• WHAT THIS TASK INVOLVES
Your answer must be an exact copy of every record below.

(Stored data)
○ ○ ○ ○ ○
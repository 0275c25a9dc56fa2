//=========================================================================
// Mouse
//=========================================================================
//
// Mouse device.
//
// Buttons: "left", "middle", "right", "x1", "x2", "scrollup", "scrolldown"
// Axes:    "Horizontal", "Vertical"
//
// Axes carry the cursor motion accumulated during the current tick,
// scaled by `MOUSE_MOTION_SCALE`. Wheel movement presses a scroll button
// for a single tick. Both are cleared in `update`, which runs after the
// graph snapshot, so scroll buttons still report `is_pressed` for the
// tick they happened in and `is_released` on the next one.
//
//=========================================================================

use log::trace;

use super::primitive::{DeviceAxis, DeviceButton};
use super::InputDevice;
use crate::core::input::event::{InputEvent, MouseButton};
use crate::core::input::graph::InputGraph;
use crate::core::input::node::{AxisId, ButtonId};

//=== Constants ===========================================================

pub const MOUSE_ID: &str = "Mouse";

/// Axis units per pixel of cursor motion.
pub const MOUSE_MOTION_SCALE: f32 = 0.001;

const BUTTONS: [(&str, &str); 7] = [
    ("left", "Left Click"),
    ("middle", "Middle Click"),
    ("right", "Right Click"),
    ("x1", "X1"),
    ("x2", "X2"),
    ("scrollup", "Scroll Up"),
    ("scrolldown", "Scroll Down"),
];

const AXES: [(&str, &str); 2] = [
    ("Horizontal", "Move (Horizontal)"),
    ("Vertical", "Move (Vertical)"),
];

const SCROLL_UP: usize = 5;
const SCROLL_DOWN: usize = 6;
const HORIZONTAL: usize = 0;
const VERTICAL: usize = 1;

//=== Mouse ===============================================================

pub struct Mouse {
    buttons: [ButtonId; 7],
    axes: [AxisId; 2],
    motion: (f32, f32),
}

impl Mouse {
    /// Registers the mouse buttons and axes in `graph`.
    pub fn new(graph: &mut InputGraph) -> Self {
        Self {
            buttons: BUTTONS.map(|(id, name)| graph.add_button(DeviceButton::new(id, name, MOUSE_ID))),
            axes: AXES.map(|(id, name)| graph.add_axis(DeviceAxis::new(id, name, MOUSE_ID))),
            motion: (0.0, 0.0),
        }
    }

    fn button_index(button: MouseButton) -> Option<usize> {
        match button {
            MouseButton::Left => Some(0),
            MouseButton::Middle => Some(1),
            MouseButton::Right => Some(2),
            MouseButton::Back => Some(3),
            MouseButton::Forward => Some(4),
            MouseButton::Other => None,
        }
    }

    fn set_button(&self, index: usize, down: bool, graph: &mut InputGraph) -> bool {
        match graph.button_as_mut::<DeviceButton>(self.buttons[index]) {
            Some(button) => {
                button.set_down(down);
                true
            }
            None => false,
        }
    }

    fn set_axis(&self, index: usize, value: f32, graph: &mut InputGraph) {
        if let Some(axis) = graph.axis_as_mut::<DeviceAxis>(self.axes[index]) {
            axis.set_value(value);
        }
    }

    fn click(&self, button: MouseButton, down: bool, graph: &mut InputGraph) -> bool {
        match Self::button_index(button) {
            Some(index) => self.set_button(index, down, graph),
            None => {
                trace!(target: "input", "Mouse ignores {:?}", button);
                false
            }
        }
    }
}

impl InputDevice for Mouse {
    fn id(&self) -> &str {
        MOUSE_ID
    }

    fn name(&self) -> &str {
        MOUSE_ID
    }

    fn axes(&self) -> Vec<&str> {
        AXES.iter().map(|(id, _)| *id).collect()
    }

    fn buttons(&self) -> Vec<&str> {
        BUTTONS.iter().map(|(id, _)| *id).collect()
    }

    fn axis(&self, id: &str) -> Option<AxisId> {
        AXES.iter()
            .position(|(axis, _)| *axis == id)
            .map(|index| self.axes[index])
    }

    fn button(&self, id: &str) -> Option<ButtonId> {
        BUTTONS
            .iter()
            .position(|(button, _)| *button == id)
            .map(|index| self.buttons[index])
    }

    fn handle_event(&mut self, event: &InputEvent, graph: &mut InputGraph) -> bool {
        match *event {
            InputEvent::MouseButtonDown(button) => self.click(button, true, graph),
            InputEvent::MouseButtonUp(button) => self.click(button, false, graph),
            InputEvent::MouseMoved { dx, dy } => {
                self.motion.0 += dx;
                self.motion.1 += dy;
                self.set_axis(HORIZONTAL, self.motion.0 * MOUSE_MOTION_SCALE, graph);
                self.set_axis(VERTICAL, self.motion.1 * MOUSE_MOTION_SCALE, graph);
                true
            }
            InputEvent::MouseScrolled { delta } if delta > 0.0 => self.set_button(SCROLL_UP, true, graph),
            InputEvent::MouseScrolled { delta } if delta < 0.0 => self.set_button(SCROLL_DOWN, true, graph),
            _ => false,
        }
    }

    fn update(&mut self, graph: &mut InputGraph, _dt: f32) {
        self.motion = (0.0, 0.0);
        self.set_axis(HORIZONTAL, 0.0, graph);
        self.set_axis(VERTICAL, 0.0, graph);
        self.set_button(SCROLL_UP, false, graph);
        self.set_button(SCROLL_DOWN, false, graph);
    }
}

//=========================================================================
// Unit Tests
//=========================================================================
○ ○ ○ ○ ○
• RESULT OF THIS TASK
repository 0275c25a9dc56fa2
//=========================================================================
// Mouse
//=========================================================================
//
// Mouse device.
//
// Buttons: "left", "middle", "right", "x1", "x2", "scrollup", "scrolldown"
// Axes:    "Horizontal", "Vertical"
//
// Axes carry the cursor motion accumulated during the current tick,
// scaled by `MOUSE_MOTION_SCALE`. Wheel movement presses a scroll button
// for a single tick. Both are cleared in `update`, which runs after the
// graph snapshot, so scroll buttons still report `is_pressed` for the
// tick they happened in and `is_released` on the next one.
//
//=========================================================================

use log::trace;

use super::primitive::{DeviceAxis, DeviceButton};
use super::InputDevice;
use crate::core::input::event::{InputEvent, MouseButton};
use crate::core::input::graph::InputGraph;
use crate::core::input::node::{AxisId, ButtonId};

//=== Constants ===========================================================

pub const MOUSE_ID: &str = "Mouse";

/// Axis units per pixel of cursor motion.
pub const MOUSE_MOTION_SCALE: f32 = 0.001;

const BUTTONS: [(&str, &str); 7] = [
    ("left", "Left Click"),
    ("middle", "Middle Click"),
    ("right", "Right Click"),
    ("x1", "X1"),
    ("x2", "X2"),
    ("scrollup", "Scroll Up"),
    ("scrolldown", "Scroll Down"),
];

const AXES: [(&str, &str); 2] = [
    ("Horizontal", "Move (Horizontal)"),
    ("Vertical", "Move (Vertical)"),
];

const SCROLL_UP: usize = 5;
const SCROLL_DOWN: usize = 6;
const HORIZONTAL: usize = 0;
const VERTICAL: usize = 1;

//=== Mouse ===============================================================

pub struct Mouse {
    buttons: [ButtonId; 7],
    axes: [AxisId; 2],
    motion: (f32, f32),
}

impl Mouse {
    /// Registers the mouse buttons and axes in `graph`.
    pub fn new(graph: &mut InputGraph) -> Self {
        Self {
            buttons: BUTTONS.map(|(id, name)| graph.add_button(DeviceButton::new(id, name, MOUSE_ID))),
            axes: AXES.map(|(id, name)| graph.add_axis(DeviceAxis::new(id, name, MOUSE_ID))),
            motion: (0.0, 0.0),
        }
    }

    fn button_index(button: MouseButton) -> Option<usize> {
        match button {
            MouseButton::Left => Some(0),
            MouseButton::Middle => Some(1),
            MouseButton::Right => Some(2),
            MouseButton::Back => Some(3),
            MouseButton::Forward => Some(4),
            MouseButton::Other => None,
        }
    }

    fn set_button(&self, index: usize, down: bool, graph: &mut InputGraph) -> bool {
        match graph.button_as_mut::<DeviceButton>(self.buttons[index]) {
            Some(button) => {
                button.set_down(down);
                true
            }
            None => false,
        }
    }

    fn set_axis(&self, index: usize, value: f32, graph: &mut InputGraph) {
        if let Some(axis) = graph.axis_as_mut::<DeviceAxis>(self.axes[index]) {
            axis.set_value(value);
        }
    }

    fn click(&self, button: MouseButton, down: bool, graph: &mut InputGraph) -> bool {
        match Self::button_index(button) {
            Some(index) => self.set_button(index, down, graph),
            None => {
                trace!(target: "input", "Mouse ignores {:?}", button);
                false
            }
        }
    }
}

impl InputDevice for Mouse {
    fn id(&self) -> &str {
        MOUSE_ID
    }

    fn name(&self) -> &str {
        MOUSE_ID
    }

    fn axes(&self) -> Vec<&str> {
        AXES.iter().map(|(id, _)| *id).collect()
    }

    fn buttons(&self) -> Vec<&str> {
        BUTTONS.iter().map(|(id, _)| *id).collect()
    }

    fn axis(&self, id: &str) -> Option<AxisId> {
        AXES.iter()
            .position(|(axis, _)| *axis == id)
            .map(|index| self.axes[index])
    }

    fn button(&self, id: &str) -> Option<ButtonId> {
        BUTTONS
            .iter()
            .position(|(button, _)| *button == id)
            .map(|index| self.buttons[index])
    }

    fn handle_event(&mut self, event: &InputEvent, graph: &mut InputGraph) -> bool {
        match *event {
            InputEvent::MouseButtonDown(button) => self.click(button, true, graph),
            InputEvent::MouseButtonUp(button) => self.click(button, false, graph),
            InputEvent::MouseMoved { dx, dy } => {
                self.motion.0 += dx;
                self.motion.1 += dy;
                self.set_axis(HORIZONTAL, self.motion.0 * MOUSE_MOTION_SCALE, graph);
                self.set_axis(VERTICAL, self.motion.1 * MOUSE_MOTION_SCALE, graph);
                true
            }
            InputEvent::MouseScrolled { delta } if delta > 0.0 => self.set_button(SCROLL_UP, true, graph),
            InputEvent::MouseScrolled { delta } if delta < 0.0 => self.set_button(SCROLL_DOWN, true, graph),
            _ => false,
        }
    }

    fn update(&mut self, graph: &mut InputGraph, _dt: f32) {
        self.motion = (0.0, 0.0);
        self.set_axis(HORIZONTAL, 0.0, graph);
        self.set_axis(VERTICAL, 0.0, graph);
        self.set_button(SCROLL_UP, false, graph);
        self.set_button(SCROLL_DOWN, false, graph);
    }
}

//=========================================================================
// Unit Tests
//=========================================================================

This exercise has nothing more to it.